> PROBLEM DETAILS
Scan the records for the string "false", then copy each line that has it.

Data extracted from a collection:
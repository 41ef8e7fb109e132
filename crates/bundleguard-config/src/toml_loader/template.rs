//! Default TOML config template with documentation comments.

/// Generate the default TOML config content with comments.
pub fn default_config_toml() -> String {
    r##"# bundleguard configuration
# Schema version 1
# Only override what you want to change -- missing fields use defaults.

[paths]
# out_dir = "dist"                # readable artifact, and the final distributables
# readable_name = "index.html"
# minified_name = "index.min.html"
# staging_dir = "dist-minify"     # where the minified build lands
# staging_name = "index.html"

[sanitize]
# assemble_mode = "escape-unicode"   # escape-unicode, mangle-ascii
# standalone_mode = "mangle-ascii"

[verify]
# max_samples = 5                 # 1-100 sample offsets per pattern

[css]
# indent = "  "                   # spaces or tabs, at most 8

[logging]
# level = "info"                  # trace, debug, info, warn, error
"##
    .to_string()
}
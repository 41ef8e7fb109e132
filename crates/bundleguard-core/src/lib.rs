//! Post-processing for single-file HTML bundles.
//!
//! - [`sanitize`] rewrites forbidden text patterns (absolute URLs, workspace
//!   markers, source-map markers) into escaped or mangled forms.
//! - [`css`] pretty-prints inline `<style>` blocks and cross-checks them
//!   against a minified build.
//! - [`verify`] re-scans a document and reports anything left over.
//! - [`assemble`] turns the staged minified build and the readable build
//!   into the final distributable pair.

pub mod assemble;
pub mod css;
pub mod escape;
pub mod fsio;
pub mod patterns;
pub mod sanitize;
pub mod verify;

pub use assemble::{assemble, AssembleOutcome};
pub use css::{compare_styles, format_style_blocks, normalize, reformat};
pub use patterns::{forbidden_patterns, ForbiddenPattern};
pub use sanitize::{sanitize, sanitize_file, SanitizeOutcome};
pub use verify::{scan, verify_file, Finding, VerifyReport};
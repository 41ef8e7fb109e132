use bundleguard_common::{Result, SanitizeMode};
use bundleguard_config::BundleguardConfig;
use std::path::PathBuf;

pub(super) fn run(
    config: &BundleguardConfig,
    mode: Option<SanitizeMode>,
    files: &[PathBuf],
) -> Result<()> {
    let mode = mode.unwrap_or(config.sanitize.standalone_mode);
    for path in super::targets_or_readable(config, files) {
        bundleguard_core::sanitize_file(&path, mode)?;
    }
    Ok(())
}
use bundleguard_common::Result;
use bundleguard_config::BundleguardConfig;
use tracing::info;

pub(super) fn run(config: &BundleguardConfig, minify_only: bool) -> Result<()> {
    let outcome = bundleguard_core::assemble(
        &config.paths,
        config.sanitize.assemble_mode,
        minify_only,
    )?;

    match &outcome.readable {
        Some(readable) => info!(
            "distributables ready: {} and {}",
            readable.display(),
            outcome.minified.display()
        ),
        None => info!("minified distributable ready: {}", outcome.minified.display()),
    }
    Ok(())
}
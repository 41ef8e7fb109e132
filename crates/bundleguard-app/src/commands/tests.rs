//! End-to-end tests for the subcommands against a temporary layout.

use super::*;
use bundleguard_common::{BundleguardError, PipelineError};
use std::path::Path;

const MINIFIED: &str = "<!doctype html><html><head><style>.a{color:red;background:url(data:image/png;base64,AA==)}@media (max-width:600px){.b{display:none}}</style></head>\
<body><script>const u=\"https://raw.githubusercontent.com/org/repo/main/x.json\";//# sourceMappingURL=data:application/json;base64,e30=\n</script></body></html>";

fn config_at(root: &Path) -> BundleguardConfig {
    let mut config = BundleguardConfig::default();
    config.paths = config.paths.rooted_at(root);
    config
}

fn stage(config: &BundleguardConfig, readable: Option<&str>) {
    std::fs::create_dir_all(&config.paths.out_dir).unwrap();
    std::fs::create_dir_all(&config.paths.staging_dir).unwrap();
    std::fs::write(config.paths.staging_path(), MINIFIED).unwrap();
    if let Some(text) = readable {
        std::fs::write(config.paths.readable_path(), text).unwrap();
    }
}

#[test]
fn package_end_to_end() {
    let dir = tempfile::tempdir().unwrap();
    let config = config_at(dir.path());
    stage(&config, Some(MINIFIED));
    std::fs::write(config.paths.out_dir.join("bundle-stats.html"), "x").unwrap();

    dispatch(&Command::Package { minify_only: false }, &config).unwrap();

    let readable = std::fs::read_to_string(config.paths.readable_path()).unwrap();
    let minified = std::fs::read_to_string(config.paths.minified_path()).unwrap();
    assert!(readable.contains("<style>\n.a {\n  color:red;\n"));
    assert!(bundleguard_core::scan(&readable, 5).is_empty());
    assert!(bundleguard_core::scan(&minified, 5).is_empty());
    assert!(bundleguard_core::compare_styles(&readable, &minified).is_ok());
    assert!(!config.paths.out_dir.join("bundle-stats.html").exists());

    dispatch(&Command::CompareStyles, &config).unwrap();
}

#[test]
fn package_minify_only() {
    let dir = tempfile::tempdir().unwrap();
    let config = config_at(dir.path());
    stage(&config, None);

    dispatch(&Command::Package { minify_only: true }, &config).unwrap();
    assert!(config.paths.minified_path().is_file());
    assert!(!config.paths.readable_path().exists());
}

#[test]
fn assemble_without_staging_fails() {
    let dir = tempfile::tempdir().unwrap();
    let config = config_at(dir.path());

    let err = dispatch(&Command::Assemble { minify_only: false }, &config).unwrap_err();
    assert!(matches!(
        err,
        BundleguardError::Pipeline(PipelineError::MissingInputFile(_))
    ));
    assert!(!config.paths.minified_path().exists());
}

#[test]
fn verify_fails_on_dirty_file() {
    let dir = tempfile::tempdir().unwrap();
    let config = config_at(dir.path());
    let path = dir.path().join("dirty.html");
    std::fs::write(&path, "<a href=\"https://github.com\">x</a>").unwrap();

    let err = dispatch(
        &Command::Verify {
            json: false,
            files: vec![path.clone()],
        },
        &config,
    )
    .unwrap_err();
    assert!(matches!(
        err,
        BundleguardError::Pipeline(PipelineError::VerificationFailed { .. })
    ));

    dispatch(
        &Command::Sanitize {
            mode: None,
            files: vec![path.clone()],
        },
        &config,
    )
    .unwrap();
    dispatch(
        &Command::Verify {
            json: true,
            files: vec![path],
        },
        &config,
    )
    .unwrap();
}

#[test]
fn verify_defaults_skip_absent_distributables() {
    let dir = tempfile::tempdir().unwrap();
    let config = config_at(dir.path());
    std::fs::create_dir_all(&config.paths.out_dir).unwrap();

    let err = verify::verify_targets(&config, &[]).unwrap_err();
    assert!(matches!(
        err,
        BundleguardError::Pipeline(PipelineError::MissingInputFile(_))
    ));

    std::fs::write(config.paths.minified_path(), "<p>ok</p>").unwrap();
    let targets = verify::verify_targets(&config, &[]).unwrap();
    assert_eq!(targets, vec![config.paths.minified_path()]);
}

#[test]
fn sanitize_defaults_to_readable() {
    let dir = tempfile::tempdir().unwrap();
    let config = config_at(dir.path());
    std::fs::create_dir_all(&config.paths.out_dir).unwrap();
    std::fs::write(config.paths.readable_path(), "GITHUB_WORKSPACE").unwrap();

    dispatch(
        &Command::Sanitize {
            mode: None,
            files: vec![],
        },
        &config,
    )
    .unwrap();
    // standalone mode defaults to mangle-ascii
    let text = std::fs::read_to_string(config.paths.readable_path()).unwrap();
    assert!(text.ends_with("-WORKSPACE"));
}

#[test]
fn format_css_missing_file_fails() {
    let dir = tempfile::tempdir().unwrap();
    let config = config_at(dir.path());
    let err = dispatch(&Command::FormatCss { files: vec![] }, &config).unwrap_err();
    assert!(matches!(
        err,
        BundleguardError::Pipeline(PipelineError::MissingInputFile(_))
    ));
}

#[test]
fn init_config_writes_template() {
    let dir = tempfile::tempdir().unwrap();
    let path = dir.path().join("bundleguard.toml");
    dispatch(&Command::InitConfig { path: path.clone() }, &config_at(dir.path())).unwrap();
    let loaded = bundleguard_config::load_config(Some(&path)).unwrap();
    assert_eq!(loaded, BundleguardConfig::default());
}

> ANSWER TO THIS EXERCISE
    dispatch(&Command::Package { minify_only: false }, &config).unwrap();
    let err = dispatch(&Command::Assemble { minify_only: false }, &config).unwrap_err();
            json: false,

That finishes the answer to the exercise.